Effect of fexofenadine on eosinophil-induced changes in epithelial permeability and cytokine release from nasal epithelial cells of patients with seasonal allergic rhinitis

Abstract

Recent studies have suggested that antihistamines, widely used in the treatment of symptoms of patients with allergic rhinitis, may also possess antiinflammatory properties. The mechanisms underlying this property, however, are not clearly understood. We have cultured epithelial cells from nasal biopsy specimens from patients with seasonal allergic rhinitis outside the pollen season and studied the effect of 0 to 10(-3) mol/L fexofenadine, the main active metabolite of terfenadine, on eosinophil-induced changes in electrical resistance (measure of permeability) and release of proinflammatory mediators from these cells. Additionally, we have studied the effect of this drug on eosinophil chemotaxis and adherence to endothelial cells induced by conditioned medium from these human nasal epithelial cell (HNEC) cultures.
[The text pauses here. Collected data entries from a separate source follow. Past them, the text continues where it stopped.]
//! Directory walking and the per-directory read-merge-write cycle.
//!
//! Each visited directory owns one catalog file. Processing a directory
//! reads its catalog, extracts marker calls from the directory's own files
//! (not from subdirectories), merges the resulting fragment into the catalog
//! and writes it back. Directories share nothing, so they are processed in
//! parallel.

mod ignore;

use std::{
    collections::HashSet,
    fs,
    path::{Path, PathBuf},
};

use colored::Colorize;
use rayon::prelude::*;
use walkdir::WalkDir;

pub use ignore::{IgnoreRules, is_glob_pattern};

use crate::core::catalog::{Catalog, MergeStats, store::CatalogFile};
use crate::core::error::{ScanError, ScanResult};
use crate::core::extract::{Finding, extract};
use crate::core::messages::ToolMessages;
use crate::utils::{build_line_index, offset_to_line};

/// Everything the scanner needs, resolved from config and command line.
#[derive(Debug, Clone)]
pub struct ScanOptions {
    pub root: PathBuf,
    pub marker: String,
    pub recursive: bool,
    /// File extensions to scan, without the leading dot.
    pub extensions: Vec<String>,
    pub target_languages: Vec<String>,
    pub messages: ToolMessages,
    pub catalog_file: String,
    pub ignores: IgnoreRules,
    pub dry_run: bool,
    pub verbose: bool,
}

/// A finding with its source location.
#[derive(Debug, Clone, PartialEq, Eq)]
pub struct LocatedFinding {
    pub path: PathBuf,
    /// 1-based line of the marker name.
    pub line: usize,
    pub finding: Finding,
}

/// Result of processing one directory.
#[derive(Debug)]
pub struct DirectoryReport {
    pub dir: PathBuf,
    pub catalog_path: PathBuf,
    /// True if the catalog file did not exist before this run.
    pub created: bool,
    pub files_scanned: usize,
    /// Marker calls whose argument is not a literal.
    pub non_literals: Vec<LocatedFinding>,
    pub stats: MergeStats,
    pub total_keys: usize,
    /// Values still holding the placeholder after the merge.
    pub missing: usize,
}

#[derive(Debug)]
pub enum DirectoryOutcome {
    Processed(DirectoryReport),
    Failed { dir: PathBuf, error: ScanError },
}

#[derive(Debug, Default)]
pub struct ScanSummary {
    pub outcomes: Vec<DirectoryOutcome>,
}

impl ScanSummary {
    pub fn reports(&self) -> impl Iterator<Item = &DirectoryReport> {
        self.outcomes.iter().filter_map(|outcome| match outcome {
            DirectoryOutcome::Processed(report) => Some(report),
            DirectoryOutcome::Failed { .. } => None,
        })
    }

    pub fn failures(&self) -> impl Iterator<Item = (&Path, &ScanError)> {
        self.outcomes.iter().filter_map(|outcome| match outcome {
            DirectoryOutcome::Failed { dir, error } => Some((dir.as_path(), error)),
            DirectoryOutcome::Processed(_) => None,
        })
    }

    pub fn failure_count(&self) -> usize {
        self.failures().count()
    }

    pub fn files_scanned(&self) -> usize {
        self.reports().map(|r| r.files_scanned).sum()
    }

    pub fn added_keys(&self) -> usize {
        self.reports().map(|r| r.stats.added_keys).sum()
    }
}

/// Canonical paths of the files that make up this tool's entry point.
fn own_entry_points() -> HashSet<PathBuf> {
    let candidates = [
        std::env::current_exe().ok(),
        Some(Path::new(env!("CARGO_MANIFEST_DIR")).join("src").join("main.rs")),
    ];
    candidates
        .into_iter()
        .flatten()
        .filter_map(|path| path.canonicalize().ok())
        .collect()
}

pub struct Scanner {
    options: ScanOptions,
    excluded: HashSet<PathBuf>,
}

impl Scanner {
    /// Create a scanner that never processes the tool's own entry point.
    pub fn new(options: ScanOptions) -> Self {
        Self {
            options,
            excluded: own_entry_points(),
        }
    }

    pub fn options(&self) -> &ScanOptions {
        &self.options
    }

    /// Also exclude `path`. Nonexistent paths are ignored.
    pub fn exclude(mut self, path: &Path) -> Self {
        if let Ok(canonical) = path.canonicalize() {
            self.excluded.insert(canonical);
        }
        self
    }

    pub fn is_excluded(&self, path: &Path) -> bool {
        path.canonicalize()
            .is_ok_and(|canonical| self.excluded.contains(&canonical))
    }

    fn log(&self, action: &str, path: &Path) {
        if self.options.verbose {
            eprintln!("{} {}", action.cyan(), path.display());
        }
    }

    fn is_scannable_file(&self, path: &Path) -> bool {
        let is_catalog = path
            .file_name()
            .is_some_and(|name| name == self.options.catalog_file.as_str());
        if is_catalog || self.options.ignores.is_ignored_file(path) {
            return false;
        }

        path.extension()
            .and_then(|e| e.to_str())
            .is_some_and(|ext| {
                self.options
                    .extensions
                    .iter()
                    .any(|wanted| wanted.eq_ignore_ascii_case(ext))
            })
    }

    /// Extract all marker calls from one file.
    ///
    /// The tool's own entry point always yields nothing.
    pub fn scan_file(&self, path: &Path) -> ScanResult<Vec<LocatedFinding>> {
        if self.is_excluded(path) {
            self.log("Skipping", path);
            return Ok(Vec::new());
        }
        self.log("Processing", path);

        let content = fs::read_to_string(path).map_err(|source| ScanError::UnreadableFile {
            path: path.to_path_buf(),
            source,
        })?;
        let line_index = build_line_index(&content);

        Ok(extract(&content, &self.options.marker)
            .map(|call| LocatedFinding {
                path: path.to_path_buf(),
                line: offset_to_line(&line_index, call.offset),
                finding: call.finding,
            })
            .collect())
    }

    /// Directories to process, depth first, in file name order.
    ///
    /// Directories that cannot be listed are returned as errors.
    pub fn directories(&self) -> Vec<Result<PathBuf, (PathBuf, ScanError)>> {
        let root = &self.options.root;
        let max_depth = if self.options.recursive { usize::MAX } else { 0 };

        WalkDir::new(root)
            .max_depth(max_depth)
            .sort_by_file_name()
            .into_iter()
            .filter_entry(|entry| {
                entry.depth() == 0
                    || !entry.file_type().is_dir()
                    || !self.options.ignores.is_ignored_dir(entry.path())
            })
            .filter_map(|entry| match entry {
                Ok(entry) if entry.file_type().is_dir() => Some(Ok(entry.into_path())),
                Ok(_) => None,
                Err(err) => {
                    let dir = err.path().map_or_else(|| root.clone(), Path::to_path_buf);
                    Some(Err((dir, ScanError::from(err))))
                }
            })
            .collect()
    }

    /// Run the read-merge-write cycle for a single directory.
    pub fn process_directory(&self, dir: &Path) -> ScanResult<DirectoryReport> {
        let catalog_path = dir.join(&self.options.catalog_file);
        // The existing catalog is read before anything is written.
        let mut file = CatalogFile::open_or_create(&catalog_path)?;

        let mut files = Vec::new();
        for entry in WalkDir::new(dir).min_depth(1).max_depth(1).sort_by_file_name() {
            let path = entry?.into_path();
            if path.is_file() && self.is_scannable_file(&path) {
                files.push(path);
            }
        }

        let mut located = Vec::new();
        for path in &files {
            located.extend(self.scan_file(path)?);
        }

        let messages = &self.options.messages;
        let fragment = Catalog::build(
            located.iter().map(|l| &l.finding),
            &self.options.target_languages,
            messages,
        );
        let stats = file.catalog.absorb(fragment);

        if !self.options.dry_run {
            file.save()?;
        }

        let non_literals = located
            .into_iter()
            .filter(|l| matches!(l.finding, Finding::NonLiteral(_)))
            .collect();

        Ok(DirectoryReport {
            dir: dir.to_path_buf(),
            catalog_path,
            created: !file.existed,
            files_scanned: files.len(),
            non_literals,
            stats,
            total_keys: file.catalog.len(),
            missing: file.catalog.missing_count(messages.placeholder),
        })
    }

    /// Process every directory under the root.
    ///
    /// Read failures and malformed catalogs fail only their directory; a
    /// catalog that cannot be written stops the run.
    pub fn run(&self) -> ScanResult<ScanSummary> {
        let outcomes = self
            .directories()
            .into_par_iter()
            .map(|dir| match dir {
                Ok(dir) => match self.process_directory(&dir) {
                    Ok(report) => Ok(DirectoryOutcome::Processed(report)),
                    Err(error) if error.is_fatal() => Err(error),
                    Err(error) => Ok(DirectoryOutcome::Failed { dir, error }),
                },
                Err((dir, error)) => Ok(DirectoryOutcome::Failed { dir, error }),
            })
            .collect::<ScanResult<Vec<_>>>()?;

        Ok(ScanSummary { outcomes })
    }
}
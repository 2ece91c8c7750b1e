use std::{io, path::PathBuf};

use thiserror::Error;

/// Failures while scanning a tree and updating its catalogs.
#[derive(Debug, Error)]
pub enum ScanError {
    /// A candidate source file (or an existing catalog) could not be read.
    #[error("cannot read {}: {source}", .path.display())]
    UnreadableFile { path: PathBuf, source: io::Error },

    /// A directory could not be listed.
    #[error("cannot list directory: {source}")]
    UnreadableDirectory {
        #[from]
        source: walkdir::Error,
    },

    /// An existing catalog is not an object of objects of strings.
    #[error("malformed catalog {}: {source}", .path.display())]
    MalformedCatalog {
        path: PathBuf,
        source: serde_json::Error,
    },

    /// The merged catalog could not be persisted.
    #[error("cannot write catalog {}: {source}", .path.display())]
    UnwritableCatalog { path: PathBuf, source: io::Error },
}

impl ScanError {
    /// Whether the failure must stop the whole run rather than one directory.
    pub fn is_fatal(&self) -> bool {
        matches!(self, ScanError::UnwritableCatalog { .. })
    }
}

pub type ScanResult<T> = Result<T, ScanError>;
Incubation of HNEC in the presence of eosinophils treated with opsonized latex beads significantly decreased the electrical resistance of these cultures, an effect that was abrogated by treatment of the cultures with 10(-9) to 10(-3) mol/L fexofenadine. Similarly, incubation of HNEC in the presence of eosinophils treated with latex beads also significantly increased the basal release of the chemokine "regulated upon activation, normal T cell expressed and secreted" (RANTES) (from 96.0 to 613.0 fg/microg cellular protein; p < 0.05), IL-8 (from 42.0 to 198.5 pg/microg cellular protein; p < 0.05), granulocyte-macrophage colony-stimulating factor (GM-CSF) (from 0.54 to 3.4 pg/microg cellular protein; p < 0.05), and soluble intercellular adhesion molecule-1 (sICAM-1) (from 7.8 to 18.4 pg/microg cellular protein; p < 0.05) from HNEC. The eosinophil-induced release of IL-8, GM-CSF, and sICAM-1 from the HNEC was significantly attenuated by treatment with fexofenadine. Analysis of the effects of conditioned medium from HNEC demonstrated that this significantly increased both eosinophil chemotaxis and adherence to endothelial cells. Addition of 10(-6) to 10(-3) mol/L fexofenadine to the conditioned medium significantly attenuated eosinophil chemotaxis and adherence to endothelial cells. These results suggest that fexofenadine may reduce nasal inflammation by modulating the release of proinflammatory mediators and adhesion molecules from HNEC.